In 2000 or so, he undertook a series of images of shipbreaking in Bangladesh, the process by which the superannuated vessels of the world's transportation fleets are mined for their parts and metals. The desolate hulls on the foreshore, sliced into sections, resemble nothing less than contemporary sculpture. Burtynsky's images of them are, to my mind, among his most compelling. Typically, his photographs are unpeopled, and these are no exception. Without a human presence for scale, these monoliths could be of any size.
The three images by the artist in the present auction are all from The Martin and Lynn Halbfinger Collection. The first, lot 20, is Stepwell #2, Panna Meena, Amber, Rajasthan, India, 2010. The Escheresque marvel shown here was likely built during the Mughal era in India (though examples of such wells were constructed much earlier), and the delicate stucco yellow of the walls, the many niches and stairways, and the green water in the basin at the foot of the steps are visually inviting (though that water is, in reality, no longer potable). Unlike many of Burtynsky's images, this one is not overpowering but rather is welcoming, retaining something of human scale.
Lot 21, Highway #1, Intersection 105 & 110, Los Angeles, California, 2003 stands in contrast to this. Depicting a traffic junction of almost baffling complexity and scale in South Los Angeles, the cars on its ramps provide scale, and that scale is vast and overpowering. I am certain that I have driven some of its many loops on visits to the city (and probably got hopelessly lost)! This is highway architecture as pop culture; the five-level interchange has featured in movies (the 1994 Speed, where a bus must jump a gap in a ramp, is one). Burtynsky's image is elegant and among his best-known. The calligraphy of the interlocking loops is as graceful as something in the Book of Kells, yet it seems that the artist asks a question of us with the image: what does this vast concrete edifice dedicated to the automobile say of us as a species?

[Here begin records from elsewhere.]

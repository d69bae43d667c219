//! Time management and fixed timestep support.
//!
//! This module provides:
//! - [`Time`] - Frame timing and delta time tracking
//! - [`FixedTime`] - Fixed timestep for deterministic updates
//!
//! # Examples
//!
//! ```
//! use voxel_ecs::time::{Time, FixedTime};
//!
//! let mut time = Time::new();
//! let mut fixed = FixedTime::new(60); // 60 Hz
//!
//! // In your game loop:
//! time.update();
//! for _ in 0..fixed.tick(time.delta()) {
//!     // Run physics at fixed 60 Hz
//! }
//! ```

use std::time::Duration;

/// Time resource for tracking frame timing
#[derive(Clone, Debug)]
pub struct Time {
    /// Time since last frame
    delta: Duration,
    /// Total elapsed time since start
    elapsed: Duration,
    /// Frame counter
    frame_count: u64,
    /// Time scale multiplier (1.0 = normal speed)
    time_scale: f32,
    /// Time at start of current frame
    startup_time: std::time::Instant,
    /// Time of last frame
    last_update: std::time::Instant,
}

impl Time {
    /// Create new Time resource
    pub fn new() -> Self {
        let now = std::time::Instant::now();
        Self {
            delta: Duration::ZERO,
            elapsed: Duration::ZERO,
            frame_count: 0,
            time_scale: 1.0,
            startup_time: now,
            last_update: now,
        }
    }

    /// Update time (call once per frame)
    pub fn update(&mut self) {
        let now = std::time::Instant::now();
        self.delta = now.duration_since(self.last_update);
        self.elapsed = now.duration_since(self.startup_time);
        self.last_update = now;
        self.frame_count += 1;
    }

    /// Get delta time (time since last frame)
    pub fn delta(&self) -> Duration {
        self.delta
    }

    /// Get scaled delta time
    pub fn delta_seconds(&self) -> f32 {
        self.delta.as_secs_f32() * self.time_scale
    }

    /// Get total elapsed time
    pub fn elapsed(&self) -> Duration {
        self.elapsed
    }

    /// Get elapsed time in seconds
    pub fn elapsed_seconds(&self) -> f32 {
        self.elapsed.as_secs_f32()
    }

    /// Get current frame count
    pub fn frame_count(&self) -> u64 {
        self.frame_count
    }

    /// Set time scale (1.0 = normal, 0.5 = half speed, 2.0 = double speed)
    pub fn set_time_scale(&mut self, scale: f32) {
        self.time_scale = scale.max(0.0);
    }

    /// Get time scale
    pub fn time_scale(&self) -> f32 {
        self.time_scale
    }

    /// Pause time (set scale to 0)
    pub fn pause(&mut self) {
        self.time_scale = 0.0;
    }

    /// Resume time (set scale to 1)
    pub fn resume(&mut self) {
        self.time_scale = 1.0;
    }

    /// Check if time is paused
    pub fn is_paused(&self) -> bool {
        self.time_scale == 0.0
    }
}

impl Default for Time {
    fn default() -> Self {
        Self::new()
    }
}

/// The clock resource systems actually read. `App` is the sole writer, refreshing it from its
/// own [`Time`] once per `update()` call.
#[derive(Clone, Copy, Debug, Default, PartialEq)]
pub struct DeltaTime(pub f32);

/// Fixed timestep for deterministic updates
#[derive(Clone, Debug)]
pub struct FixedTime {
    /// Fixed timestep duration
    timestep: Duration,
    /// Accumulated time from variable frame rate
    accumulator: Duration,
    /// Overstep from last frame (for interpolation)
    overstep: Duration,
}

impl FixedTime {
    /// Create new FixedTime with given frequency (Hz)
    pub fn new(hz: u32) -> Self {
        let timestep = Duration::from_secs_f32(1.0 / hz as f32);
        Self {
            timestep,
            accumulator: Duration::ZERO,
            overstep: Duration::ZERO,
        }
    }

    /// Create with explicit timestep duration
    pub fn from_duration(timestep: Duration) -> Self {
        Self {
            timestep,
            accumulator: Duration::ZERO,
            overstep: Duration::ZERO,
        }
    }

    /// Update accumulator and return number of fixed steps to run
    pub fn tick(&mut self, delta: Duration) -> usize {
        self.accumulator += delta;

        let mut steps = 0;
        while self.accumulator >= self.timestep {
            self.accumulator -= self.timestep;
            steps += 1;
        }

        self.overstep = self.accumulator;
        steps
    }

    /// Get fixed timestep duration
    pub fn timestep(&self) -> Duration {
        self.timestep
    }

    /// Get timestep in seconds
    pub fn timestep_seconds(&self) -> f32 {
        self.timestep.as_secs_f32()
    }

    /// Get overstep (for interpolation)
    pub fn overstep(&self) -> Duration {
        self.overstep
    }

    /// Get overstep as fraction of timestep (0.0 to 1.0)
    pub fn overstep_fraction(&self) -> f32 {
        if self.timestep.as_secs_f32() > 0.0 {
            self.overstep.as_secs_f32() / self.timestep.as_secs_f32()
        } else {
            0.0
        }
    }
}

impl Default for FixedTime {
    fn default() -> Self {
        Self::new(60) // 60 Hz default
    }
}

#[cfg(test)]
mod tests {
    use super::*;

    #[test]
    fn test_time_creation() {
        let time = Time::new();
        assert_eq!(time.frame_count(), 0);
        assert_eq!(time.time_scale(), 1.0);
    }

    #[test]
    fn test_time_pause() {
        let mut time = Time::new();
        time.pause();
        assert!(time.is_paused());
        time.resume();
        assert!(!time.is_paused());
    }

    #[test]
    fn test_fixed_time_60hz() {
        let mut fixed = FixedTime::new(60);

        // 16.67ms frame (60 FPS)
        let steps = fixed.tick(Duration::from_millis(16));
        assert_eq!(steps, 0); // Not quite a full step yet

        // Another frame
        let steps = fixed.tick(Duration::from_millis(17));
        assert_eq!(steps, 1); // Now we have enough
    }

    #[test]
    fn test_fixed_time_slow_frame() {
        let mut fixed = FixedTime::new(60);

        // 33ms frame (30 FPS) - should run 2 fixed steps
        let steps = fixed.tick(Duration::from_millis(33));
        assert_eq!(steps, 1); // First step
    }

    #[test]
    fn test_overstep_fraction() {
        let mut fixed = FixedTime::new(60);
        fixed.tick(Duration::from_millis(8));

        let fraction = fixed.overstep_fraction();
        assert!(fraction > 0.0 && fraction < 1.0);
    }
}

The last of the three lots in the sale by Burtynsky, lot 22, is Rice Terraces #2, Western Yunnan Province, China, 2012. This is a painterly work, or perhaps more accurately; it looks like a composition in stained glass. The terraces stand in relief, in fifty shades of green, and in the center of the terraces, there is a spill of red, both urgent and disquieting. This work is from the photographer's series on water, one of his most extensive efforts to date, to which the Stepwell series also belongs. In these images, he addresses the urgent questions facing an increasingly thirsty planet.
Burtynsky is perhaps the most environmentally engaged of all contemporary photographers. His work speaks to the core concerns that we must have, both as a species and as individuals, in a world that we are changing faster than we ourselves can adapt. He shows us how beautiful that world still is, and his images both enlighten and caution us about the road ahead.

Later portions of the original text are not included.